I have a ring camera and I have video proof of her and her friends going into the house and they were the only ones home that day before me. I gave her two choices, pay for the damages or I stop paying for her phone. She’s complaining saying it wasn’t her and she doesn’t have the money to pay the phone bill. AITA (Am I the a-hole)?
Reddit was not on OP's team at all, and ruled a huge YTA (you're the a-hole).
Footprints in your house and pizza crumbs do not make a house “filthy.” You had plenty of options other than charging your step daughter - you could’ve cleaned it, your husband could’ve, you could have asked her to clean it, etc. YTA. Telling your step daughter she ruined your house is a sure fire way to ruin your relationship with her.
Yeah, this is outrageously unreasonable. I have OCD, I'm genuinely baffled that OP felt it was anything other than manipulative to refer to footprints and CRUMBS as DAMAGE.
...I thought this was going to be about some house party where furniture was destroyed and items were stolen.
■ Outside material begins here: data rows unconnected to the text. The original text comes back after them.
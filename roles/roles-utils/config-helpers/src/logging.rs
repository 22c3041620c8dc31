use std::{
    fmt,
    fs::OpenOptions,
    io,
    path::{Path, PathBuf},
    str::FromStr,
    sync::Mutex,
};
use tracing::{level_filters::LevelFilter, Subscriber};
use tracing_subscriber::{fmt as tracing_fmt, prelude::*, EnvFilter, Registry};

#[derive(Debug)]
pub enum LoggingError {
    LogFile { path: PathBuf, source: io::Error },
    AlreadyInitialized(String),
}

impl fmt::Display for LoggingError {
    fn fmt(&self, f: &mut fmt::Formatter<'_>) -> fmt::Result {
        match self {
            LoggingError::LogFile { path, source } => {
                write!(f, "Failed to open log file {}: {}", path.display(), source)
            }
            LoggingError::AlreadyInitialized(e) => write!(f, "Logging already initialized: {e}"),
        }
    }
}

impl std::error::Error for LoggingError {}

/// Initialize logging to stderr and optionally to a file.
///
/// Stdout is left alone: the proxy prints its solve records there.
/// The level is read from `RUST_LOG` and defaults to "info".
pub fn init_logging(log_file: Option<&Path>) -> Result<(), LoggingError> {
    let subscriber = build_subscriber(log_file)?;
    tracing::subscriber::set_global_default(subscriber)
        .map_err(|e| LoggingError::AlreadyInitialized(e.to_string()))
}

/// Builds the subscriber installed by [`init_logging`]. The log file, if any, is opened in
/// append mode before anything is logged so a bad path fails startup.
pub fn build_subscriber(
    log_file: Option<&Path>,
) -> Result<Box<dyn Subscriber + Send + Sync>, LoggingError> {
    let stderr_layer = tracing_fmt::layer().with_writer(io::stderr);

    let subscriber: Box<dyn Subscriber + Send + Sync> = match log_file {
        Some(path) => {
            let file = OpenOptions::new()
                .create(true)
                .append(true)
                .open(path)
                .map_err(|source| LoggingError::LogFile {
                    path: path.to_owned(),
                    source,
                })?;
            let file_layer = tracing_fmt::layer()
                .with_ansi(false)
                .with_writer(Mutex::new(file));
            Box::new(
                Registry::default()
                    .with(env_filter())
                    .with(stderr_layer)
                    .with(file_layer),
            )
        }
        None => Box::new(Registry::default().with(env_filter()).with(stderr_layer)),
    };
    Ok(subscriber)
}

fn env_filter() -> EnvFilter {
    let rust_log = std::env::var("RUST_LOG").unwrap_or_else(|_| "info".to_string());
    let log_level_filter = LevelFilter::from_str(&rust_log).unwrap_or(LevelFilter::INFO);
    EnvFilter::new(log_level_filter.to_string())
}
//! ## Merge-Mining Coordinator
//!
//! Implements the `getwork` method exposed to the worker.
//!
//! Without arguments it builds a template: a fresh auxiliary block is requested, its hash is
//! committed into the parent template through `getworkaux`, and the template target is
//! lowered to the auxiliary target when that one is harder.
//!
//! With a solved header it submits the share: the parent first checks the share as an
//! auxiliary proof candidate, the proof is relayed to the auxiliary chain, and only then the
//! parent is asked to accept the share as a block of its own.
use rpc_mm::{Dispatcher, MethodError, RpcApi};
use serde::{Deserialize, Serialize};
use serde_json::{json, Map, Value};
use std::sync::Arc;
use tokio::sync::Mutex;
use tracing::debug;

use crate::{
    aux_chain::{aux_hash_of, AuxBlockHandle, AuxChains},
    error::{ProxyError, ProxyResult},
    report::{SolveRecord, SolveReporter},
    target::harder_target,
};

pub const GETWORK: &str = "getwork";
pub const GETWORKAUX: &str = "getworkaux";
pub const GETAUXBLOCK: &str = "getauxblock";

/// `getworkaux` flag: validate the share as an auxiliary proof candidate only.
const CANDIDATE_ONLY: u32 = 0;

/// Template handed to the worker. Members other than `data`, `target` and `aux` (such as
/// `midstate` or `hash1`) are passed through as the parent returned them.
#[derive(Clone, Debug, PartialEq, Serialize, Deserialize)]
pub struct WorkTemplate {
    pub data: String,
    pub target: String,
    #[serde(default, skip_serializing_if = "Option::is_none")]
    pub aux: Option<String>,
    #[serde(flatten)]
    pub extra: Map<String, Value>,
}

pub struct MergeMiningCoordinator {
    parent: Arc<dyn RpcApi>,
    aux: AuxChains,
    reporter: Arc<dyn SolveReporter>,
    // Submissions run one at a time, in arrival order. Templates are not serialized.
    submission: Mutex<()>,
}

impl MergeMiningCoordinator {
    pub fn new(
        parent: Arc<dyn RpcApi>,
        aux: AuxChains,
        reporter: Arc<dyn SolveReporter>,
    ) -> Self {
        Self {
            parent,
            aux,
            reporter,
            submission: Mutex::new(()),
        }
    }

    /// Registers `getwork` on `dispatcher`.
    pub fn register(self: &Arc<Self>, dispatcher: &mut Dispatcher) {
        let coordinator = self.clone();
        dispatcher.register(GETWORK, move |params| {
            let coordinator = coordinator.clone();
            async move {
                coordinator
                    .getwork(params)
                    .await
                    .map_err(MethodError::from)
            }
        });
    }

    /// `getwork()` returns a [`WorkTemplate`], `getwork(data)` whether the share was accepted.
    pub async fn getwork(&self, params: Vec<Value>) -> ProxyResult<Value> {
        match solved_data(params)? {
            None => Ok(serde_json::to_value(self.get_template().await?)?),
            Some(data) => Ok(Value::Bool(self.submit(&data).await?.accepted())),
        }
    }

    pub async fn get_template(&self) -> ProxyResult<WorkTemplate> {
        let aux_block = self.aux.chain().call(GETAUXBLOCK, vec![]).await?;
        let handle: AuxBlockHandle = serde_json::from_value(aux_block)
            .map_err(|e| ProxyError::MalformedAuxBlock(e.to_string()))?;
        let commitment = self.aux.commit(&handle)?.to_hex();

        let work = self
            .parent
            .call(GETWORKAUX, vec![Value::String(commitment.clone())])
            .await?;
        let mut template: WorkTemplate = serde_json::from_value(work)
            .map_err(|e| ProxyError::MalformedTemplate(e.to_string()))?;

        let target = harder_target(&template.target, &handle.target)?.to_string();
        debug!(
            "New work for aux block {}: parent target {}, aux target {}, using {}",
            handle.hash, template.target, handle.target, target
        );
        template.target = target;
        template.aux.get_or_insert(commitment);
        Ok(template)
    }

    pub async fn submit(&self, data: &str) -> ProxyResult<SolveRecord> {
        let _submission = self.submission.lock().await;

        let proof = self
            .parent
            .call(
                GETWORKAUX,
                vec![json!(""), json!(data), json!(CANDIDATE_ONLY)],
            )
            .await?;
        if !is_truthy(&proof) {
            // Nothing to relay: the share is not valid for the auxiliary chain.
            return Ok(self.report(false, false));
        }

        let commitment = proof
            .get("aux")
            .and_then(Value::as_str)
            .ok_or_else(|| ProxyError::MalformedProof("missing `aux` commitment".to_string()))?;
        let aux_hash = aux_hash_of(commitment)?.to_string();

        let aux_accepted = self
            .aux
            .chain()
            .call(GETAUXBLOCK, vec![Value::String(aux_hash), proof.clone()])
            .await?;
        let parent_accepted = self
            .parent
            .call(GETWORKAUX, vec![json!(""), json!(data)])
            .await?;

        Ok(self.report(is_truthy(&parent_accepted), is_truthy(&aux_accepted)))
    }

    fn report(&self, parent_accepted: bool, aux_accepted: bool) -> SolveRecord {
        let record = SolveRecord::new(parent_accepted, aux_accepted);
        self.reporter.report(&record);
        record
    }
}

/// `getwork` takes no argument or a single hex string. `null` and `""` mean no argument.
fn solved_data(mut params: Vec<Value>) -> ProxyResult<Option<String>> {
    if params.len() > 1 {
        return Err(ProxyError::InvalidParams(format!(
            "expected at most 1 param, got {}",
            params.len()
        )));
    }
    match params.pop() {
        None | Some(Value::Null) => Ok(None),
        Some(Value::String(data)) if data.is_empty() => Ok(None),
        Some(Value::String(data)) => Ok(Some(data)),
        Some(other) => Err(ProxyError::InvalidParams(format!(
            "expected hex string, got {other}"
        ))),
    }
}

/// Daemons answer with `false`, `null` or empty values for "no".
fn is_truthy(value: &Value) -> bool {
    match value {
        Value::Null => false,
        Value::Bool(b) => *b,
        Value::Number(n) => n.as_f64().is_some_and(|n| n != 0.0),
        Value::String(s) => !s.is_empty(),
        Value::Array(a) => !a.is_empty(),
        Value::Object(o) => !o.is_empty(),
    }
}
OP should consider therapy, this is some Monk-level insanity.
I’m really, really confused about why you didn’t simply…have a conversation with her and demand she clean it up? And state that if she continues to make messes like this after the cleaning service comes without cleaning it up, she can’t have guests in your home? This seems like a nuclear move on an 18 year old. ESH (Everyone sucks here).
YTA for calling your house 'ruined' for a fairly easily cleanable mess. She should have cleaned it. Because you're not the one who usually disciplines (and this is obviously an issue for you and between the two of you), you should have told her father to enforce that.
Of course her friends should have taken their shoes off. Of course your stepdaughter needs to clean up after herself (and her friends). But she's not an AH for living and sometimes leaving some mess. 'Ruined' implies actual damage. A mess is a mess, not damage. You're overreacting.
Yeah I was pretty bummed a few weeks ago because I loved my house but I accidentally got some crumbs on the counter making a PB&J so I had to burn it down and get a new one.
If this is how you respond to footprints and crumbs, I feel sorry for the 10 and 12 year old - they must live in a state of constant vigilance not wanting to upset you.
I mean the elephant in the room is that this woman feels that her stepdaughters visible presence is ruining her house. Kids are messy and signs of them in the form of crumbs or footprints are normal. For that to be described as filthy and destructive is very clearly not about the crumbs.
Do you agree with Reddit, or do you think they were a little harsh on OP?